# E85 conversions DIY



## EL DRIFTO (Jul 11, 2004)

*E85 conversions DYI*

http://e85forum.com/viewtopic....rt=15
1 cold start issues - solved by manual switch to 5th injector
cise & e85 gave me headaches restarting. vapor lock mysteries i never solved in the check valves, alcohol or injectors themselves
but the good news is all of this is solved with the manual 5th injector switch (use a fuse please:FIRE)M5IS
2 cis e 20% richer: 
(i don't have an o2)
i personally use a 10k potentiometer in place of the eng temp sensor (i don't trust my sensor)
it could be hooked up in series to the eng temp sensor to always richen only...for warm up only...not me
some might have the best luck adjusting the dpr itself, i've never adjusted mine and wonder if that would narrow the effective range of overall adjustability
with the knob cranked and 5th injector on however, my 16v had no problems starting in 10F with summer blend e, on a tractor battery!
my ISV is hooked up - 16v
i also turn the knob all the way down on the highway to get 30 mpg - the way i drive
the knob extends to both extremes of dpr potential and then some
20% a/f is the total adjustability
3 max power: although not neccessary to drive around fine 
the cis lean problem in high rpms is worse so i added another curve to the "cis funnel"
since the e85 depends on adjusted dpr so heavily, dpr tweak is used up already
in other words, when i reached down to crank the knob fully clockwise on top speed runs, there still wasn't enough on e85 so i had to raise the plate there









_Modified by EL DRIFTO at 4:17 AM 3-26-2009_


_Modified by EL DRIFTO at 3:21 AM 4-13-2010_


----------



## EL DRIFTO (Jul 11, 2004)

*Re: E85 conversions DIY (EL DRIFTO)*

recurve the fuel dist
i resleaved the cone around the sensor to richen up the big end
10k pot
































this is how i got my 16v scir to rich enough for e85 up top
it restricts the flow 20% (only to the plate) once it's making some power.
plate goes up 20% more to let same air through
i used to see aftermarket sleeves available in the 80s
this is the only corner i could get 2 10mm bolts in after grinding them to clear the plate. 
this na setup (130hp) only pulls the plate up half as high as it could go (210 hp worth of air/160 actual fuel)
on a sc setup i prev had, the fins went to the top of the plate's travel. then it seemed like 160 crank hp (no fmu) had the plate to the top with the 20% restrictor fins in place. 
this works great for me, more fuel only when i need it, seamless
i used a piece of hvac tin, tin snips, sharpie
cut out a v shape with rounded bottom, 4 vertical slits, needle nose, 2 bolts, grinder, thread lock


_Modified by EL DRIFTO at 11:57 PM 3-25-2009_


----------



## EL DRIFTO (Jul 11, 2004)

*Re: E85 conversions DIY (EL DRIFTO)*

oops forgot to mention the need to regap the spark plugs to 2/3 original gap
for whatever reason, ignition just goes out, like too wide of a gap
i got rid of tripple electrode
you need a colder spark plug because preignition will happen before detonation with e
i have got better mpg out of my scir on e than 93 gas by way overadvancing my timing
the speed of ethanol burns faster the richer 
& slower the leaner so more than usual advance can yield mpg if you barely push on the gas
although that much timing is beyond max power @ wot
2 identicle engines are going down the road, one has gas, another e:
if one engine has less heat coming out of the radiator with the same load, what would a physics geek tell you?
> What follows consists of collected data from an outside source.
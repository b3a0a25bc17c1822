//! Persisted project metadata and where it lives.

use std::path::{Path, PathBuf};
use std::sync::atomic::{AtomicUsize, Ordering};
use std::sync::{PoisonError, RwLock};

use chrono::{DateTime, Utc};
use serde::{Deserialize, Serialize};
use tessera_types::Locator;
use tracing::debug;

use crate::error::{ProjectError, ProjectResult};
use crate::state::{StateMap, TemplateMap};

/// One view as recorded at save time.
#[derive(Clone, Debug, PartialEq, Eq, Serialize, Deserialize)]
pub struct SavedView {
    pub locator: Locator,
    pub visible: bool,
}

/// Everything a project saves: its views and keyed state.
#[derive(Clone, Debug, PartialEq, Serialize, Deserialize)]
pub struct ProjectMetadata {
    pub name: String,
    /// Views in attach order.
    #[serde(default)]
    pub views: Vec<SavedView>,
    #[serde(default)]
    pub states: StateMap,
    #[serde(default)]
    pub templates: TemplateMap,
    pub saved_at: DateTime<Utc>,
}

impl ProjectMetadata {
    pub fn new(name: impl Into<String>) -> Self {
        Self {
            name: name.into(),
            views: Vec::new(),
            states: StateMap::new(),
            templates: TemplateMap::new(),
            saved_at: Utc::now(),
        }
    }
}

/// Durable home for [`ProjectMetadata`].
pub trait MetadataStore: Send + Sync {
    fn save(&self, metadata: &ProjectMetadata) -> ProjectResult<()>;

    /// `Ok(None)` if nothing has been saved yet.
    fn load(&self) -> ProjectResult<Option<ProjectMetadata>>;
}

/// Metadata kept in memory. Used for embedding and tests.
#[derive(Debug, Default)]
pub struct InMemoryMetadataStore {
    slot: RwLock<Option<ProjectMetadata>>,
    saves: AtomicUsize,
}

impl InMemoryMetadataStore {
    pub fn new() -> Self {
        Self::default()
    }

    /// Start with `metadata` already saved.
    pub fn with_metadata(metadata: ProjectMetadata) -> Self {
        Self {
            slot: RwLock::new(Some(metadata)),
            saves: AtomicUsize::new(0),
        }
    }

    pub fn save_count(&self) -> usize {
        self.saves.load(Ordering::SeqCst)
    }
}

impl MetadataStore for InMemoryMetadataStore {
    fn save(&self, metadata: &ProjectMetadata) -> ProjectResult<()> {
        *self.slot.write().unwrap_or_else(PoisonError::into_inner) = Some(metadata.clone());
        self.saves.fetch_add(1, Ordering::SeqCst);
        Ok(())
    }

    fn load(&self) -> ProjectResult<Option<ProjectMetadata>> {
        Ok(self
            .slot
            .read()
            .unwrap_or_else(PoisonError::into_inner)
            .clone())
    }
}

/// Metadata stored as a pretty-printed JSON file.
///
/// Saves go to a sibling temp file that is then renamed over the target, so
/// a crash mid-save leaves the previous metadata intact.
#[derive(Clone, Debug)]
pub struct FileMetadataStore {
    path: PathBuf,
}

impl FileMetadataStore {
    pub fn new(path: impl Into<PathBuf>) -> Self {
        Self { path: path.into() }
    }

    pub fn path(&self) -> &Path {
        &self.path
    }

    fn temp_path(&self) -> PathBuf {
        let mut name = self
            .path
            .file_name()
            .map(|n| n.to_os_string())
            .unwrap_or_default();
        name.push(".tmp");
        self.path.with_file_name(name)
    }
}

impl MetadataStore for FileMetadataStore {
    fn save(&self, metadata: &ProjectMetadata) -> ProjectResult<()> {
        if let Some(parent) = self.path.parent() {
            std::fs::create_dir_all(parent)?;
        }
        let json = serde_json::to_vec_pretty(metadata)?;
        let tmp = self.temp_path();
        std::fs::write(&tmp, json)?;
        std::fs::rename(&tmp, &self.path)?;
        debug!(path = %self.path.display(), "project metadata written");
        Ok(())
    }

    fn load(&self) -> ProjectResult<Option<ProjectMetadata>> {
        let raw = match std::fs::read(&self.path) {
            Ok(raw) => raw,
            Err(e) if e.kind() == std::io::ErrorKind::NotFound => return Ok(None),
            Err(e) => return Err(e.into()),
        };
        serde_json::from_slice(&raw).map(Some).map_err(|e| {
            ProjectError::Persistence(format!("{}: {e}", self.path.display()))
        })
    }
}

#[cfg(test)]
mod tests {
    use super::*;
    use crate::state::{SaveState, ToolTemplate};

    fn sample() -> ProjectMetadata {
        let mut meta = ProjectMetadata::new("router");
        meta.views.push(SavedView {
            locator: Locator::parse("tessera://host/libc").unwrap(),
            visible: true,
        });
        let mut state = SaveState::new();
        state.put("zoom", 2).unwrap();
        meta.states.insert("listing".into(), state);
        meta.templates
            .insert("default".into(), ToolTemplate::new("CodeBrowser", b"tpl".to_vec()));
        meta
    }

    #[test]
    fn in_memory_store_keeps_last_save() {
        let store = InMemoryMetadataStore::new();
        assert!(store.load().unwrap().is_none());

        store.save(&sample()).unwrap();
        store.save(&ProjectMetadata::new("renamed")).unwrap();
        assert_eq!(store.load().unwrap().unwrap().name, "renamed");
        assert_eq!(store.save_count(), 2);
    }

    #[test]
    fn file_store_round_trips_through_disk() {
        let dir = tempfile::tempdir().unwrap();
        let store = FileMetadataStore::new(dir.path().join("nested/router.tessera.json"));
        assert!(store.load().unwrap().is_none());

        let meta = sample();
        store.save(&meta).unwrap();
        assert_eq!(store.load().unwrap(), Some(meta));
        assert!(!store.temp_path().exists());
    }

    #[test]
    fn file_store_reports_corrupt_metadata() {
        let dir = tempfile::tempdir().unwrap();
        let path = dir.path().join("router.tessera.json");
        std::fs::write(&path, b"{ not json").unwrap();

        let err = FileMetadataStore::new(&path).load().unwrap_err();
        assert!(matches!(err, ProjectError::Persistence(_)));
    }

    #[test]
    fn missing_sections_default_to_empty() {
        let raw = r#"{ "name": "bare", "saved_at": "2026-01-02T03:04:05Z" }"#;
        let meta: ProjectMetadata = serde_json::from_str(raw).unwrap();
        assert!(meta.views.is_empty());
        assert!(meta.states.is_empty());
        assert!(meta.templates.is_empty());
    }
}
use std::fmt;

use serde::{Deserialize, Serialize};

use crate::error::TypeError;

/// BLAKE3 digest of a materialized object's bytes.
///
/// Two loads of an unchanged file produce the same `ContentId`, which lets
/// callers tell a reload apart from a content change.
#[derive(Clone, Copy, PartialEq, Eq, Hash, PartialOrd, Ord, Serialize, Deserialize)]
pub struct ContentId([u8; 32]);

impl ContentId {
    /// Compute the digest of raw bytes.
    pub fn of(data: &[u8]) -> Self {
        let mut hasher = blake3::Hasher::new();
        hasher.update(b"tessera-content-v1:");
        hasher.update(data);
        Self(*hasher.finalize().as_bytes())
    }

    pub fn as_bytes(&self) -> &[u8; 32] {
        &self.0
    }

    pub fn to_hex(&self) -> String {
        hex::encode(self.0)
    }

    /// Short hex representation (first 8 characters).
    pub fn short_hex(&self) -> String {
        hex::encode(&self.0[..4])
    }

    /// Parse from a 64-character hex string.
    pub fn from_hex(s: &str) -> Result<Self, TypeError> {
        let bytes = hex::decode(s).map_err(|e| TypeError::InvalidHex(e.to_string()))?;
        let arr: [u8; 32] = bytes
            .as_slice()
            .try_into()
            .map_err(|_| TypeError::InvalidLength {
                expected: 32,
                actual: bytes.len(),
            })?;
        Ok(Self(arr))
    }
}

impl fmt::Debug for ContentId {
    fn fmt(&self, f: &mut fmt::Formatter<'_>) -> fmt::Result {
        write!(f, "ContentId({})", self.short_hex())
    }
}

impl fmt::Display for ContentId {
    fn fmt(&self, f: &mut fmt::Formatter<'_>) -> fmt::Result {
        write!(f, "{}", self.to_hex())
    }
}
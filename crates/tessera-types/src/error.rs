use thiserror::Error;

/// Errors produced by type operations.
#[derive(Debug, Error, PartialEq, Eq)]
pub enum TypeError {
    #[error("invalid locator {input:?}: {reason}")]
    InvalidLocator { input: String, reason: String },

    #[error("invalid file path {input:?}: {reason}")]
    InvalidPath { input: String, reason: String },

    #[error("invalid hex string: {0}")]
    InvalidHex(String),

    #[error("invalid byte length: expected {expected}, got {actual}")]
    InvalidLength { expected: usize, actual: usize },
}

impl TypeError {
    pub(crate) fn locator(input: &str, reason: impl Into<String>) -> Self {
        Self::InvalidLocator {
            input: input.to_string(),
            reason: reason.into(),
        }
    }

    pub(crate) fn path(input: &str, reason: impl Into<String>) -> Self {
        Self::InvalidPath {
            input: input.to_string(),
            reason: reason.into(),
        }
    }
}
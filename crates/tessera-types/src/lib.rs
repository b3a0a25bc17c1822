//! Foundation types for Tessera.
//!
//! This crate provides the identity types shared by every other Tessera
//! crate: how a file inside a data store is named, how a holder of a loaded
//! object identifies itself, and how a backing store is located.
//!
//! # Key Types
//!
//! - [`FileId`] -- Normalized, store-scoped path of a file entry
//! - [`ConsumerId`] -- Opaque token identifying a holder of loaded objects
//! - [`Locator`] -- URL-like identifier resolving to a local project or remote repository
//! - [`ContentId`] -- BLAKE3 digest of a materialized object's bytes

pub mod consumer;
pub mod content;
pub mod error;
pub mod file;
pub mod locator;

pub use consumer::ConsumerId;
pub use content::ContentId;
pub use error::TypeError;
pub use file::FileId;
pub use locator::{Locator, DEFAULT_REMOTE_PORT, SCHEME};
//! Error types for view operations.

use tessera_store::StoreError;
use tessera_types::TypeError;
use thiserror::Error;

/// Errors that can occur while resolving or managing views.
#[derive(Debug, Error)]
pub enum ViewError {
    /// The locator is malformed or names nothing the provider can open.
    #[error("invalid locator: {0}")]
    InvalidLocator(String),

    /// Opening or attaching the backing store failed.
    #[error("failed to connect to {locator}: {reason}")]
    ConnectFailed { locator: String, reason: String },

    /// The backing store requires credentials.
    #[error("authentication required for {0}")]
    AuthRequired(String),

    /// The registry has been closed.
    #[error("view registry is closed")]
    Closed,

    #[error("store error: {0}")]
    Store(#[from] StoreError),
}

impl ViewError {
    pub fn connect_failed(locator: impl ToString, reason: impl Into<String>) -> Self {
        Self::ConnectFailed {
            locator: locator.to_string(),
            reason: reason.into(),
        }
    }
}

impl From<TypeError> for ViewError {
    fn from(err: TypeError) -> Self {
        Self::InvalidLocator(err.to_string())
    }
}

/// Convenience type alias for view operations.
pub type ViewResult<T> = std::result::Result<T, ViewError>;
_Modified by EL DRIFTO at 12:28 AM 3-26-2009_


_Modified by EL DRIFTO at 3:27 AM 4-13-2010_


----------



## EL DRIFTO (Jul 11, 2004)

*Re: E85 conversions DIY (EL DRIFTO)*

as far as the things i've tried it in:
2 cycle was epic fail, although when it did run (wot only) it had a pipe!
the 2 cycle oil attached itself in globs to the bottom of that can in less than a year. i haven't tried any since
o2s are good for e, 100% e compatable, they measure oxygen, they'll help trim if they're on line (with any blend)
in several fords 96 3.8, 2004 4.6, 2005 lincoln
the only thing to do in an obdII car without chip is fool the maf sensor.
this won't help it start (start is from memory, no o2 online) - sux
when it does start, the o2 won't help it until it warms up. this used to be 10 seconds, but with e, it may be 2 mins. i "powerbrake" my van when it's cold, when the o2s come on, it starts to move and good to go
this won't help wot. wot operates off memory, no o2, memory is 20% lean!
up to 3/4 throttle works fine
a year ago, when i passionately hated the oil man (i don't now!), i was filling my work van up with 33 gallons of e ($100 right out of the oil mans pocket every week so i thought)
in that hasty setup, i just cut a 2' section of 1" pvc conduit and stuck it through the maf. the same air had to go 20% faster through the sensor to go around the obstruction, since the o2s agree, obd2 actually sends 20% more fuel, all the time, unless you wot...
thousands of $ of gas avoided later, i use 87 now

mowers:
on the cheap briggs with the butterfly fuel pump in the carb, i just started it with brake clean and kept the choke on. 
this eliminated the ability to adjust the rpms which was a couple of spring adjustments
on a nice bowl carb, just ream out the main jet in the bottom. don't even have to remove the bowl. 
main jet is usually that big 1/2" nut that holds the bowl on


----------



## EL DRIFTO (Jul 11, 2004)

*Re: E85 conversions DIY (EL DRIFTO)*

EDIT: blending is not straight math 
ethanol has an incredible effect on octane & only slight blends with 67 octane gas will yield way higher octane than straight math
i tuned my scvr on winter e70 
i only remembered that the blend changed when the car started running lean after a fillup


_Modified by EL DRIFTO at 3:31 AM 4-13-2010_


----------



## EL DRIFTO (Jul 11, 2004)

*Re: E85 conversions DIY (EL DRIFTO)*

EDIT: as far as ignition timing is concerned:
wot maps pretty much stay the same, unless you get more timing from cooler fuel
but the speed of ethanol burn depends on how rich or lean the af ratio is....
so @ lean cruising af, more timing is needed to get good mpg & throttle response


_Modified by EL DRIFTO at 3:33 AM 4-13-2010_


----------



## EL DRIFTO (Jul 11, 2004)

*Re: E85 conversions DIY (EL DRIFTO)*

i've seen this twin cis pump assembly on cis v6 & v8 mercedes
it should deliver the same volume as a 930 pump
these both have an electronic "fuel charger" (not pictured) that increases the voltage at the pumps, on boost, to 18 volts
more than 1 company makes these, mine is home made








scvr, e85, stock injectors








to get my fmu to rise fast enough, i used a modified central locking pump on a hobb switch to send 10 psi to my fmu
adjustable needle valve on dash, 10k pot, f pres gauge on hood
also runs without a maf, isv, o2, eng temp sns, intake air temp, etc
speed density, 7 psi, 320 hp










_Modified by EL DRIFTO at 12:04 PM 3-26-2009_


----------



## BSD (Jul 8, 2008)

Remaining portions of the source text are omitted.